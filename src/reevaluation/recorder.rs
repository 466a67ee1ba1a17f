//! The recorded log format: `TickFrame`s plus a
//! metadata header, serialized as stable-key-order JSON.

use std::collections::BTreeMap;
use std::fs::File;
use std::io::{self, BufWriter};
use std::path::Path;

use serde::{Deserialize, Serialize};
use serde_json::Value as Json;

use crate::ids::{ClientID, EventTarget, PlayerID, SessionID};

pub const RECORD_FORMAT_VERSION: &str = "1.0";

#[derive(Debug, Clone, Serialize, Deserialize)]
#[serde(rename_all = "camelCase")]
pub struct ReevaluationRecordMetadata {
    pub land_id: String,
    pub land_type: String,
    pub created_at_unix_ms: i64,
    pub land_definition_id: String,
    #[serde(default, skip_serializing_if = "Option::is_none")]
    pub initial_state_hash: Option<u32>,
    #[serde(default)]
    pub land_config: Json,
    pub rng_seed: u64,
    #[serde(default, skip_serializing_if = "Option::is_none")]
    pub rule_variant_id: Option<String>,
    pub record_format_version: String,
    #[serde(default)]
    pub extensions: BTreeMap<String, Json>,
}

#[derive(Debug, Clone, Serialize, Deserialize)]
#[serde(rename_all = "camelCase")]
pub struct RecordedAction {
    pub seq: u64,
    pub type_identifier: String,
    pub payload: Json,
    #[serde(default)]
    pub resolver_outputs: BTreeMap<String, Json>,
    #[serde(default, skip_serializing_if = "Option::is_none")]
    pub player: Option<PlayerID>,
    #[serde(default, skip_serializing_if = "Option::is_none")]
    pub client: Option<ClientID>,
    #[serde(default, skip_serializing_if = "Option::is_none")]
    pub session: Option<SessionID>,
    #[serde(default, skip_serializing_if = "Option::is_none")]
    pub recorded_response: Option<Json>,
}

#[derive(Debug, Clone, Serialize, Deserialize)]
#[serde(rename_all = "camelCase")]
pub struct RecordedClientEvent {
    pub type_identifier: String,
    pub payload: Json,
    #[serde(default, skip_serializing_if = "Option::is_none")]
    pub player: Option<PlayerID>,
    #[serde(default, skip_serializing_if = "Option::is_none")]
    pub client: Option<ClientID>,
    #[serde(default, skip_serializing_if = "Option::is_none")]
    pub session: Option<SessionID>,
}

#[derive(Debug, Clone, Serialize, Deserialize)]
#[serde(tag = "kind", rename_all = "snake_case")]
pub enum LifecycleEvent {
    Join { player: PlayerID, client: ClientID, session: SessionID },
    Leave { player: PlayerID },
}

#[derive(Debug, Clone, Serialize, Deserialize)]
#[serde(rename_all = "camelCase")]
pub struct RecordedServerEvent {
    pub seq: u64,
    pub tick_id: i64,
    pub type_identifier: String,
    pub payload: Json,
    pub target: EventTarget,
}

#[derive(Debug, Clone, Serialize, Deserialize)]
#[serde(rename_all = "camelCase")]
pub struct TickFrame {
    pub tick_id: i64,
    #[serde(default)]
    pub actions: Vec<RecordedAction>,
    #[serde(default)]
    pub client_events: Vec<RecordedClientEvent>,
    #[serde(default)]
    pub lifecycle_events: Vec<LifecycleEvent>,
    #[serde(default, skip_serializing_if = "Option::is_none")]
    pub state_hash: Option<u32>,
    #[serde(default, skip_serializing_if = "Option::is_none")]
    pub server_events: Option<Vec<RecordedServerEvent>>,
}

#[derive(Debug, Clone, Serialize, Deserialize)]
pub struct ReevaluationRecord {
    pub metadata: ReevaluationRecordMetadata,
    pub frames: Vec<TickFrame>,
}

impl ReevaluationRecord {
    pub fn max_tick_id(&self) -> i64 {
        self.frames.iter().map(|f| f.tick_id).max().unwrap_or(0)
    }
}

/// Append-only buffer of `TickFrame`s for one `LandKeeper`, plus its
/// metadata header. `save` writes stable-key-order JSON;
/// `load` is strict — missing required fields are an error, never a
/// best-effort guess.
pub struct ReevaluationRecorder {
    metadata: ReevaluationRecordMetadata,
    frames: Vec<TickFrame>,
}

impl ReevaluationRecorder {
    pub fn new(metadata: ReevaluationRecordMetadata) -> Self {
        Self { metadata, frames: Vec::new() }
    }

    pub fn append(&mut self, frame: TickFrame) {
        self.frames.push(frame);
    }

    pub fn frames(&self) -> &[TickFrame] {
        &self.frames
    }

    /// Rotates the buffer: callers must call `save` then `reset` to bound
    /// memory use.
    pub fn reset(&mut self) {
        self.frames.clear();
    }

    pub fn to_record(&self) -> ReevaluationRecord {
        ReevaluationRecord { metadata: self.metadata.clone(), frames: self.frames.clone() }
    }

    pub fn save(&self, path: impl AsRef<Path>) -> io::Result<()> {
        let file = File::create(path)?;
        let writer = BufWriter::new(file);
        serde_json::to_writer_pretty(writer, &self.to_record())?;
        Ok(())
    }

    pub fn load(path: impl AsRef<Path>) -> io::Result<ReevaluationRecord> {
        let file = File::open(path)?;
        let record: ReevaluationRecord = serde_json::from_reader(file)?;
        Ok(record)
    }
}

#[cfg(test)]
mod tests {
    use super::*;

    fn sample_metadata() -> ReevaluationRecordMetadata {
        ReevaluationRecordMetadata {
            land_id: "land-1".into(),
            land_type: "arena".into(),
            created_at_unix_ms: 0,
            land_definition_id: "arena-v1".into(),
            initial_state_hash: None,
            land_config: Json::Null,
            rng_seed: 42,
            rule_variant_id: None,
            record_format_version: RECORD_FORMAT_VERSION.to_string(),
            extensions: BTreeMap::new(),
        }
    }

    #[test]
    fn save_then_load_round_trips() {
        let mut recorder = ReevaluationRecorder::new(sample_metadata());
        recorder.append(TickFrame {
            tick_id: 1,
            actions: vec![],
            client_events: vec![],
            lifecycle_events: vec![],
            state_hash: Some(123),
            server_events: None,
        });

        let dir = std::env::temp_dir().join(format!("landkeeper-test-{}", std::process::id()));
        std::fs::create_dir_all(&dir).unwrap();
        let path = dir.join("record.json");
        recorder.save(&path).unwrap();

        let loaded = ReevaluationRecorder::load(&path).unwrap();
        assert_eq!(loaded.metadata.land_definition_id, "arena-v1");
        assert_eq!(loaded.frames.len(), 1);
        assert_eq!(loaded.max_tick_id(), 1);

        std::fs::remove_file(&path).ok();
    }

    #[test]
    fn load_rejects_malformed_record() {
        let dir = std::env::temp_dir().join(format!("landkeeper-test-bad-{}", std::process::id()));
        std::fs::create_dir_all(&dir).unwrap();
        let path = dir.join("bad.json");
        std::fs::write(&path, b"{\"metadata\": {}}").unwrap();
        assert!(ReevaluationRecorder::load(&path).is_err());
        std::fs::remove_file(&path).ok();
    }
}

==

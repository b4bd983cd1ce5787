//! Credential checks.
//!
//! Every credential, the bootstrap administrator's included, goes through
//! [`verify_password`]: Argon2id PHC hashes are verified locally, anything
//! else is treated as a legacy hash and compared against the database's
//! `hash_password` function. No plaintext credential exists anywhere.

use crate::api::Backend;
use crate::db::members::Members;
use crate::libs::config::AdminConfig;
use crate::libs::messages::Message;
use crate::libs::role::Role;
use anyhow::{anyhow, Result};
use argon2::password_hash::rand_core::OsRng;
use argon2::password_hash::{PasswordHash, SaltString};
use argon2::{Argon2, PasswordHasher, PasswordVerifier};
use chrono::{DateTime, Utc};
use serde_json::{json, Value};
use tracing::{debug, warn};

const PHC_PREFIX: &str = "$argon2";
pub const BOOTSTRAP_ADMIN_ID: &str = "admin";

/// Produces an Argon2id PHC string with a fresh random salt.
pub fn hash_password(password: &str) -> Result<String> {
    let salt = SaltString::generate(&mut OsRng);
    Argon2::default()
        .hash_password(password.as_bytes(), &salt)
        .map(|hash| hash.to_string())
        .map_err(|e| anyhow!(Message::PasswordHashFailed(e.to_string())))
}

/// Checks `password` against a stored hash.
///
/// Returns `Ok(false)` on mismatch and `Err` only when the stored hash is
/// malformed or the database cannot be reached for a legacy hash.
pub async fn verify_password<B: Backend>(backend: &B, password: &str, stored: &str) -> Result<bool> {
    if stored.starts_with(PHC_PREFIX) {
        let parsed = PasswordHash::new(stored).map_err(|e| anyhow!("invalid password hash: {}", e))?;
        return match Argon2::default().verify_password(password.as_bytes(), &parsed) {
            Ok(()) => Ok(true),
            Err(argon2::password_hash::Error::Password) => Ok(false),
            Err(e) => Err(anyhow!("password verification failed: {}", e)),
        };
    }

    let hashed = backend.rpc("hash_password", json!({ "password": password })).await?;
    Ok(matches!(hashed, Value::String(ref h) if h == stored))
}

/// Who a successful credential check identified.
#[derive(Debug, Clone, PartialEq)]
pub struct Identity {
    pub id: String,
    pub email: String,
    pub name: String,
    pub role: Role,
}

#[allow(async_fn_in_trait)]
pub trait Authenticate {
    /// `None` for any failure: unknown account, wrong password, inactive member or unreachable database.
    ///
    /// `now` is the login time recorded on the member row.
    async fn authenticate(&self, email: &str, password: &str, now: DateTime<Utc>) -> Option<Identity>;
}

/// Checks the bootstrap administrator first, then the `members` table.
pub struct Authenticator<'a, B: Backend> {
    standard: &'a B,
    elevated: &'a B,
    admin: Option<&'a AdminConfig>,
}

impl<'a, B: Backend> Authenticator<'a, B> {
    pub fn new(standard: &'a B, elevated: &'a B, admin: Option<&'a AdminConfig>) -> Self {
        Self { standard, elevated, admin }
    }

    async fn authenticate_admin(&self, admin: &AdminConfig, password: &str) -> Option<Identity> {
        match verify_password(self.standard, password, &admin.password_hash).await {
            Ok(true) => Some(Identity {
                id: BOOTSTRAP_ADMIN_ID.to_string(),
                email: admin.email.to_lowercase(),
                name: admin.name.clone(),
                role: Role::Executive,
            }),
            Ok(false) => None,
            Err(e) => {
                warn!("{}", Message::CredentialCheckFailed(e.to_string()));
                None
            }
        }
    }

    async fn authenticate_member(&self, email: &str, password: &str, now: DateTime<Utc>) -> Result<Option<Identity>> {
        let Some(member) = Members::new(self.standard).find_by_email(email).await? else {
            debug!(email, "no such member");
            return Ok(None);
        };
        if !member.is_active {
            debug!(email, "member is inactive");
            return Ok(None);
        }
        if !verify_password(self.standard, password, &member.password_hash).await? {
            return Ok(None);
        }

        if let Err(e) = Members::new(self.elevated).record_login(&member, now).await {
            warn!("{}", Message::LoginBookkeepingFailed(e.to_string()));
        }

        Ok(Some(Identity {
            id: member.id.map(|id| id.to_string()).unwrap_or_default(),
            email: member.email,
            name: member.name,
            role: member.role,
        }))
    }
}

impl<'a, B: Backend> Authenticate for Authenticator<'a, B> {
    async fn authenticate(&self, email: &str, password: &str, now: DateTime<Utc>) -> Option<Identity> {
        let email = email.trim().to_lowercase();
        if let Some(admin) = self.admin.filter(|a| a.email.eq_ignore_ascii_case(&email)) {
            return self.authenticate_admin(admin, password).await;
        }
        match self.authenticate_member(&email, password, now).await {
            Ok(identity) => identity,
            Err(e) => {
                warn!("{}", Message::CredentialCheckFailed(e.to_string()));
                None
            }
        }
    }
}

--

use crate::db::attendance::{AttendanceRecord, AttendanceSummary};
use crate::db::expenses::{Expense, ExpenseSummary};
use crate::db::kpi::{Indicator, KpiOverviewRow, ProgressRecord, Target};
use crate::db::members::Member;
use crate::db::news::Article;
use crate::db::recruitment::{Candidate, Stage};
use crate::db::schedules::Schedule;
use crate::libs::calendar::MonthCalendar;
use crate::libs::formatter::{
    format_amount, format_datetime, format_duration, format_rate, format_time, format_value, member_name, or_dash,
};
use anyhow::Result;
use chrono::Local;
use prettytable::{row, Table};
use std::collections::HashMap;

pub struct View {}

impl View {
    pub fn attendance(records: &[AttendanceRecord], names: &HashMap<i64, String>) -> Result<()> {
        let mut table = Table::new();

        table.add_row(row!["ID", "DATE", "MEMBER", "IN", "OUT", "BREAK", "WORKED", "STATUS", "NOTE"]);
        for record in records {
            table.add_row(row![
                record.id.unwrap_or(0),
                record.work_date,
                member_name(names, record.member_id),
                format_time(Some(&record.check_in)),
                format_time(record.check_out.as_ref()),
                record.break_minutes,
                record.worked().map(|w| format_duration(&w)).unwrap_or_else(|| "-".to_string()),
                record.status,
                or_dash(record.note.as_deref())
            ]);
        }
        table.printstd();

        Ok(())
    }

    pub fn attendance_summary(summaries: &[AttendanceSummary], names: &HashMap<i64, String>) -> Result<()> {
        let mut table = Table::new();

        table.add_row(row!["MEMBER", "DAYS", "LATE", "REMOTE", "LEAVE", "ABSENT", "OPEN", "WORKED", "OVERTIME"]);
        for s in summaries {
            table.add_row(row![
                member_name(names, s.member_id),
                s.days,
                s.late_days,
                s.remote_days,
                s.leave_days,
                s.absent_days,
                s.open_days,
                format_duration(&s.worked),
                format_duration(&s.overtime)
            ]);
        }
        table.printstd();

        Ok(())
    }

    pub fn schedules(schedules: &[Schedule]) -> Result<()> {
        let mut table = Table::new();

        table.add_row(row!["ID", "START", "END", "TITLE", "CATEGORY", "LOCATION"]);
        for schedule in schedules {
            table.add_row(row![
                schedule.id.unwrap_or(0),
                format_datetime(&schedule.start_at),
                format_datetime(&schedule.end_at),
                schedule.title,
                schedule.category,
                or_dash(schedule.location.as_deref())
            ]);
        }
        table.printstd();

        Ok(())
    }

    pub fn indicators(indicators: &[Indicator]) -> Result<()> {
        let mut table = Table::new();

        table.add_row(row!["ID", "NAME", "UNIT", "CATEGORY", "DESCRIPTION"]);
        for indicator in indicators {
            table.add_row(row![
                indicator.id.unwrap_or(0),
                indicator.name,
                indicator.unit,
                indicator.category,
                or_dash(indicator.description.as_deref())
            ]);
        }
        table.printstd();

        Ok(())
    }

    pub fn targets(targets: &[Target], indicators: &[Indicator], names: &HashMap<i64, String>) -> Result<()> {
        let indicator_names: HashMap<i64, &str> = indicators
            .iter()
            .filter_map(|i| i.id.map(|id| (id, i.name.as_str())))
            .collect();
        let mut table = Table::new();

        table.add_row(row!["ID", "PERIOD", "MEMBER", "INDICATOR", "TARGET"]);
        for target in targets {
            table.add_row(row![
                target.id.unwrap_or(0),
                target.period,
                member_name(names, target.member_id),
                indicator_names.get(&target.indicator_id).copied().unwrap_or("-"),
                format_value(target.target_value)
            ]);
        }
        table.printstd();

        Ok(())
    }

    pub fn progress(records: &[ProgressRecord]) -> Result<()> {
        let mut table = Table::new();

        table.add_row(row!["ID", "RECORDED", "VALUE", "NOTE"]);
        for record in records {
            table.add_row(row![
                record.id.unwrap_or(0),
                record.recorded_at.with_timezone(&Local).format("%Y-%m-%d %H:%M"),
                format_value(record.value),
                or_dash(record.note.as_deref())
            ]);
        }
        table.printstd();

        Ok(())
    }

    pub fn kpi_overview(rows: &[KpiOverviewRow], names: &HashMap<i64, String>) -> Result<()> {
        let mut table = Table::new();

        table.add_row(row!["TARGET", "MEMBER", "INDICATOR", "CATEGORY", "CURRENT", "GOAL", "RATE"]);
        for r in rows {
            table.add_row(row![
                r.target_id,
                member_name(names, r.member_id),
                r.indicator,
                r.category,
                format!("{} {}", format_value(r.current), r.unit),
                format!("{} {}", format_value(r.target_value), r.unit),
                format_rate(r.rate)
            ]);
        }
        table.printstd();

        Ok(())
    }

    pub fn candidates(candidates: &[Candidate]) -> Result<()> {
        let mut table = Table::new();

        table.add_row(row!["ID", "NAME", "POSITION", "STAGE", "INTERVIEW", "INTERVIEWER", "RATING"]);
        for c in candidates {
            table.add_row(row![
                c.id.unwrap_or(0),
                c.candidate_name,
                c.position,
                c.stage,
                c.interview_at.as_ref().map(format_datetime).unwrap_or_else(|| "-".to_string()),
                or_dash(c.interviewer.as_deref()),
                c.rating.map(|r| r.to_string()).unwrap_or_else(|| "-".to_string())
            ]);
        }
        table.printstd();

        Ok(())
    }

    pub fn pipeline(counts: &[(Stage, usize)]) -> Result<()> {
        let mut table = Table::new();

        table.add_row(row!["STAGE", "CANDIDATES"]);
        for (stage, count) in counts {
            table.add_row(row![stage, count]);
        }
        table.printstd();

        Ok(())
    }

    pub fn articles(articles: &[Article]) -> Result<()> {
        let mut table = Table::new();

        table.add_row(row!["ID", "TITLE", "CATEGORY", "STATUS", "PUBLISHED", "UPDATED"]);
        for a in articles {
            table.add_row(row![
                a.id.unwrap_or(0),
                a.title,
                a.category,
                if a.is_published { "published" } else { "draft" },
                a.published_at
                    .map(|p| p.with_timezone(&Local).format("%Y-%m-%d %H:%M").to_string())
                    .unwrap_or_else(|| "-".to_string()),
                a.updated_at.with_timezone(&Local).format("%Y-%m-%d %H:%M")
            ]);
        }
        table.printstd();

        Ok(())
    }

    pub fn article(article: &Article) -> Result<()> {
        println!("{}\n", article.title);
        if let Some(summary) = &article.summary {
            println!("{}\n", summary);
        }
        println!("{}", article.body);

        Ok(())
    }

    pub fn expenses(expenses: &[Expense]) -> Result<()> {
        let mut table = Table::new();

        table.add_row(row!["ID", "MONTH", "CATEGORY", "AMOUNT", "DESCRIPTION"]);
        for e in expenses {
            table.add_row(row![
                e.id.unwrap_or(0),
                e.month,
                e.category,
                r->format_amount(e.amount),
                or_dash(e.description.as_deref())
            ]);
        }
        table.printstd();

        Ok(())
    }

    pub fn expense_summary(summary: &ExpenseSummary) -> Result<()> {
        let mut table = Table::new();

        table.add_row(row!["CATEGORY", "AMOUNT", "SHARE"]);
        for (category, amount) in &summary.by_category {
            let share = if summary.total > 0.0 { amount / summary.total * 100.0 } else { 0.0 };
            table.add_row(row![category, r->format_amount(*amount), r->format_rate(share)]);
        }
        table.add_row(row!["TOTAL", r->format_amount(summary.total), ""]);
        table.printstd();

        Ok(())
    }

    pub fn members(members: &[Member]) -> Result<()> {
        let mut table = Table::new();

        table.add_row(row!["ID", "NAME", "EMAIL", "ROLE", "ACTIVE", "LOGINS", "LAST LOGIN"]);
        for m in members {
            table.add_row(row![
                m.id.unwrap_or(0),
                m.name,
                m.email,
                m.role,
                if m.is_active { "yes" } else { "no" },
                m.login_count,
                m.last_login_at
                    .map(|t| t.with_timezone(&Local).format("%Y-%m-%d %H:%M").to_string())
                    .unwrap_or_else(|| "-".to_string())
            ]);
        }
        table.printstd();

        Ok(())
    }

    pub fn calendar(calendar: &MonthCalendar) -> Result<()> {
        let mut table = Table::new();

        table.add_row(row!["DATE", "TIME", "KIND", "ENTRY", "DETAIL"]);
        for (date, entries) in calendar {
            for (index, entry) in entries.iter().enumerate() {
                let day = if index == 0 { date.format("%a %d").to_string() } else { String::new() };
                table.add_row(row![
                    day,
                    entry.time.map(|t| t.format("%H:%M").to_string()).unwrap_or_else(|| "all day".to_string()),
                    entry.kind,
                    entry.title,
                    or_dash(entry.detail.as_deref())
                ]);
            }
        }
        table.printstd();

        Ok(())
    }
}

• [Task to carry out] What lines in the listing include the string "plus"? Copy them out.

• [Problem solution]
//! The recorded log format: `TickFrame`s plus a
/// Append-only buffer of `TickFrame`s for one `LandKeeper`, plus its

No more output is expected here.